Stored data entries
'''
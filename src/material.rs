// SPDX-License-Identifier: AGPL-3.0-or-later
// Copyright (C) 2026 Vallés Puig, Ramon

//! Path materials.
//!
//! Entities describe their look with a [`MaterialProperty`].  Paths are
//! drawn with a [`RevealMaterial`], whose alpha grows along the polyline as
//! the clock advances through the entity's availability.

use nalgebra::Vector3;

use crate::property::{Interpolate, Property};
use crate::JulianDate;

/// Linear RGBA colour, components in `[0, 1]`.
#[derive(Debug, Clone, Copy, PartialEq)]
#[cfg_attr(feature = "serde", derive(serde::Serialize, serde::Deserialize))]
pub struct Color {
    pub red: f32,
    pub green: f32,
    pub blue: f32,
    pub alpha: f32,
}

impl Color {
    pub const WHITE: Color = Color::new(1.0, 1.0, 1.0, 1.0);
    pub const BLACK: Color = Color::new(0.0, 0.0, 0.0, 1.0);
    pub const RED: Color = Color::new(1.0, 0.0, 0.0, 1.0);
    pub const YELLOW: Color = Color::new(1.0, 1.0, 0.0, 1.0);
    pub const TRANSPARENT: Color = Color::new(0.0, 0.0, 0.0, 0.0);

    pub const fn new(red: f32, green: f32, blue: f32, alpha: f32) -> Self {
        Self {
            red,
            green,
            blue,
            alpha,
        }
    }

    /// Colour from 8-bit channels.
    pub fn from_bytes(red: u8, green: u8, blue: u8, alpha: u8) -> Self {
        Self::new(
            f32::from(red) / 255.0,
            f32::from(green) / 255.0,
            f32::from(blue) / 255.0,
            f32::from(alpha) / 255.0,
        )
    }

    pub fn with_alpha(self, alpha: f32) -> Self {
        Self { alpha, ..self }
    }
}

impl Default for Color {
    fn default() -> Self {
        Color::WHITE
    }
}

impl Interpolate for Color {
    fn interpolate(&self, other: &Self, fraction: f64) -> Self {
        let lerp = |a: f32, b: f32| a + (b - a) * fraction as f32;
        Color::new(
            lerp(self.red, other.red),
            lerp(self.green, other.green),
            lerp(self.blue, other.blue),
            lerp(self.alpha, other.alpha),
        )
    }
}

/// Surface appearance declared on path graphics.
#[derive(Debug, Clone, PartialEq)]
pub enum MaterialProperty {
    Color(Property<Color>),
    Stripe {
        even_color: Property<Color>,
        odd_color: Property<Color>,
    },
}

impl MaterialProperty {
    /// Colour a reveal material takes from this material at `time`: the
    /// even colour of a stripe, else the plain colour.
    pub fn reveal_color(&self, time: JulianDate) -> Option<Color> {
        match self {
            MaterialProperty::Color(color) => color.value(time),
            MaterialProperty::Stripe { even_color, .. } => even_color.value(time),
        }
    }
}

impl From<Color> for MaterialProperty {
    fn from(color: Color) -> Self {
        MaterialProperty::Color(Property::Constant(color))
    }
}

/// GLSL `smoothstep`.  Coincident edges degrade to a step at the edge.
fn smoothstep(edge0: f64, edge1: f64, x: f64) -> f64 {
    if edge0 == edge1 {
        return if x < edge0 { 0.0 } else { 1.0 };
    }
    let t = ((x - edge0) / (edge1 - edge0)).clamp(0.0, 1.0);
    t * t * (3.0 - 2.0 * t)
}

/// Animated material of a drawn path.
///
/// `update_time.x` is the elapsed fraction of the availability and
/// `update_time.y` the fraction spanned by one resolution step.
#[derive(Debug, Clone, PartialEq)]
pub struct RevealMaterial {
    pub color: Color,
    pub update_time: Vector3<f64>,
}

impl RevealMaterial {
    /// Diffuse component of the material's shader.
    pub const DIFFUSE: &'static str = "color.rgb";

    /// Alpha component of the material's shader.
    pub const ALPHA: &'static str = "color.a * smoothstep(updateTime.x, updateTime.x - updateTime.y, materialInput.st.s) * \
         smoothstep(0.0, updateTime.x - updateTime.y, materialInput.st.s)";

    pub fn new(color: Color) -> Self {
        Self {
            color,
            update_time: Vector3::zeros(),
        }
    }

    /// Alpha the shader yields at path parameter `s` in `[0, 1]`.
    pub fn alpha_at(&self, s: f64) -> f64 {
        let x = self.update_time.x;
        let y = self.update_time.y;
        f64::from(self.color.alpha) * smoothstep(x, x - y, s) * smoothstep(0.0, x - y, s)
    }
}

#[cfg(test)]
mod tests {
    use super::*;
    use crate::property::SampledProperty;
    use approx::assert_relative_eq;
    use qtty::Seconds;

    #[test]
    fn color_interpolates_per_channel() {
        let mid = Color::BLACK.interpolate(&Color::WHITE, 0.5);
        assert_eq!(mid, Color::new(0.5, 0.5, 0.5, 1.0));
        assert_eq!(Color::from_bytes(255, 0, 0, 255), Color::RED);
    }

    #[test]
    fn reveal_color_prefers_even_stripe() {
        let time = JulianDate::J2000;
        let stripe = MaterialProperty::Stripe {
            even_color: Property::Constant(Color::RED),
            odd_color: Property::Constant(Color::BLACK),
        };
        assert_eq!(stripe.reveal_color(time), Some(Color::RED));
        assert_eq!(MaterialProperty::from(Color::YELLOW).reveal_color(time), Some(Color::YELLOW));
    }

    #[test]
    fn reveal_color_follows_sampled_colors() {
        let start = JulianDate::J2000;
        let mut samples = SampledProperty::new();
        samples.add_samples([
            (start, Color::BLACK),
            (start.add_seconds(Seconds::new(10.0)), Color::WHITE),
        ]);
        let material = MaterialProperty::Color(Property::Sampled(samples));
        let color = material
            .reveal_color(start.add_seconds(Seconds::new(5.0)))
            .unwrap();
        assert_relative_eq!(color.red, 0.5);
        assert_eq!(material.reveal_color(start.add_seconds(Seconds::new(11.0))), None);
    }

    #[test]
    fn alpha_fades_in_behind_the_reveal_front() {
        let mut material = RevealMaterial::new(Color::WHITE.with_alpha(0.8));
        material.update_time = Vector3::new(0.5, 0.1, 0.0);

        assert_eq!(material.alpha_at(0.0), 0.0);
        assert_relative_eq!(material.alpha_at(0.45), 0.4, epsilon = 1e-7);
        assert_eq!(material.alpha_at(0.6), 0.0);
        // Fully opaque once behind both ramps.
        material.update_time = Vector3::new(1.0, 0.1, 0.0);
        assert_relative_eq!(material.alpha_at(0.9), 0.8, epsilon = 1e-7);
    }

    #[test]
    fn smoothstep_matches_glsl() {
        assert_eq!(smoothstep(0.0, 1.0, -1.0), 0.0);
        assert_eq!(smoothstep(0.0, 1.0, 0.5), 0.5);
        assert_eq!(smoothstep(0.0, 1.0, 2.0), 1.0);
        assert_eq!(smoothstep(0.3, 0.3, 0.2), 0.0);
    }
}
'''
TASK BRIEF
Each record above has to be set down again, exactly and completely.

RESULT OF THE TASK
filename src/material.rs
// SPDX-License-Identifier: AGPL-3.0-or-later
// Copyright (C) 2026 Vallés Puig, Ramon

//! Path materials.
//!
//! Entities describe their look with a [`MaterialProperty`].  Paths are
//! drawn with a [`RevealMaterial`], whose alpha grows along the polyline as
//! the clock advances through the entity's availability.

use nalgebra::Vector3;

use crate::property::{Interpolate, Property};
use crate::JulianDate;

/// Linear RGBA colour, components in `[0, 1]`.
#[derive(Debug, Clone, Copy, PartialEq)]
#[cfg_attr(feature = "serde", derive(serde::Serialize, serde::Deserialize))]
pub struct Color {
    pub red: f32,
    pub green: f32,
    pub blue: f32,
    pub alpha: f32,
}

impl Color {
    pub const WHITE: Color = Color::new(1.0, 1.0, 1.0, 1.0);
    pub const BLACK: Color = Color::new(0.0, 0.0, 0.0, 1.0);
    pub const RED: Color = Color::new(1.0, 0.0, 0.0, 1.0);
    pub const YELLOW: Color = Color::new(1.0, 1.0, 0.0, 1.0);
    pub const TRANSPARENT: Color = Color::new(0.0, 0.0, 0.0, 0.0);

    pub const fn new(red: f32, green: f32, blue: f32, alpha: f32) -> Self {
        Self {
            red,
            green,
            blue,
            alpha,
        }
    }

    /// Colour from 8-bit channels.
    pub fn from_bytes(red: u8, green: u8, blue: u8, alpha: u8) -> Self {
        Self::new(
            f32::from(red) / 255.0,
            f32::from(green) / 255.0,
            f32::from(blue) / 255.0,
            f32::from(alpha) / 255.0,
        )
    }

    pub fn with_alpha(self, alpha: f32) -> Self {
        Self { alpha, ..self }
    }
}

impl Default for Color {
    fn default() -> Self {
        Color::WHITE
    }
}

impl Interpolate for Color {
    fn interpolate(&self, other: &Self, fraction: f64) -> Self {
        let lerp = |a: f32, b: f32| a + (b - a) * fraction as f32;
        Color::new(
            lerp(self.red, other.red),
            lerp(self.green, other.green),
            lerp(self.blue, other.blue),
            lerp(self.alpha, other.alpha),
        )
    }
}

/// Surface appearance declared on path graphics.
#[derive(Debug, Clone, PartialEq)]
pub enum MaterialProperty {
    Color(Property<Color>),
    Stripe {
        even_color: Property<Color>,
        odd_color: Property<Color>,
    },
}

impl MaterialProperty {
    /// Colour a reveal material takes from this material at `time`: the
    /// even colour of a stripe, else the plain colour.
    pub fn reveal_color(&self, time: JulianDate) -> Option<Color> {
        match self {
            MaterialProperty::Color(color) => color.value(time),
            MaterialProperty::Stripe { even_color, .. } => even_color.value(time),
        }
    }
}

impl From<Color> for MaterialProperty {
    fn from(color: Color) -> Self {
        MaterialProperty::Color(Property::Constant(color))
    }
}

/// GLSL `smoothstep`.  Coincident edges degrade to a step at the edge.
fn smoothstep(edge0: f64, edge1: f64, x: f64) -> f64 {
    if edge0 == edge1 {
        return if x < edge0 { 0.0 } else { 1.0 };
    }
    let t = ((x - edge0) / (edge1 - edge0)).clamp(0.0, 1.0);
    t * t * (3.0 - 2.0 * t)
}

/// Animated material of a drawn path.
///
/// `update_time.x` is the elapsed fraction of the availability and
/// `update_time.y` the fraction spanned by one resolution step.
#[derive(Debug, Clone, PartialEq)]
pub struct RevealMaterial {
    pub color: Color,
    pub update_time: Vector3<f64>,
}

impl RevealMaterial {
    /// Diffuse component of the material's shader.
    pub const DIFFUSE: &'static str = "color.rgb";

    /// Alpha component of the material's shader.
    pub const ALPHA: &'static str = "color.a * smoothstep(updateTime.x, updateTime.x - updateTime.y, materialInput.st.s) * \
         smoothstep(0.0, updateTime.x - updateTime.y, materialInput.st.s)";

    pub fn new(color: Color) -> Self {
        Self {
            color,
            update_time: Vector3::zeros(),
        }
    }

    /// Alpha the shader yields at path parameter `s` in `[0, 1]`.
    pub fn alpha_at(&self, s: f64) -> f64 {
        let x = self.update_time.x;
        let y = self.update_time.y;
        f64::from(self.color.alpha) * smoothstep(x, x - y, s) * smoothstep(0.0, x - y, s)
    }
}

#[cfg(test)]
mod tests {
    use super::*;
    use crate::property::SampledProperty;
    use approx::assert_relative_eq;
    use qtty::Seconds;

    #[test]
    fn color_interpolates_per_channel() {
        let mid = Color::BLACK.interpolate(&Color::WHITE, 0.5);
        assert_eq!(mid, Color::new(0.5, 0.5, 0.5, 1.0));
        assert_eq!(Color::from_bytes(255, 0, 0, 255), Color::RED);
    }

    #[test]
    fn reveal_color_prefers_even_stripe() {
        let time = JulianDate::J2000;
        let stripe = MaterialProperty::Stripe {
            even_color: Property::Constant(Color::RED),
            odd_color: Property::Constant(Color::BLACK),
        };
        assert_eq!(stripe.reveal_color(time), Some(Color::RED));
        assert_eq!(MaterialProperty::from(Color::YELLOW).reveal_color(time), Some(Color::YELLOW));
    }

    #[test]
    fn reveal_color_follows_sampled_colors() {
        let start = JulianDate::J2000;
        let mut samples = SampledProperty::new();
        samples.add_samples([
            (start, Color::BLACK),
            (start.add_seconds(Seconds::new(10.0)), Color::WHITE),
        ]);
        let material = MaterialProperty::Color(Property::Sampled(samples));
        let color = material
            .reveal_color(start.add_seconds(Seconds::new(5.0)))
            .unwrap();
        assert_relative_eq!(color.red, 0.5);
        assert_eq!(material.reveal_color(start.add_seconds(Seconds::new(11.0))), None);
    }

    #[test]
    fn alpha_fades_in_behind_the_reveal_front() {
        let mut material = RevealMaterial::new(Color::WHITE.with_alpha(0.8));
        material.update_time = Vector3::new(0.5, 0.1, 0.0);

        assert_eq!(material.alpha_at(0.0), 0.0);
        assert_relative_eq!(material.alpha_at(0.45), 0.4, epsilon = 1e-7);
        assert_eq!(material.alpha_at(0.6), 0.0);
        // Fully opaque once behind both ramps.
        material.update_time = Vector3::new(1.0, 0.1, 0.0);
        assert_relative_eq!(material.alpha_at(0.9), 0.8, epsilon = 1e-7);
    }

    #[test]
    fn smoothstep_matches_glsl() {
        assert_eq!(smoothstep(0.0, 1.0, -1.0), 0.0);
        assert_eq!(smoothstep(0.0, 1.0, 0.5), 0.5);
        assert_eq!(smoothstep(0.0, 1.0, 2.0), 1.0);
        assert_eq!(smoothstep(0.3, 0.3, 0.2), 0.0);
    }
}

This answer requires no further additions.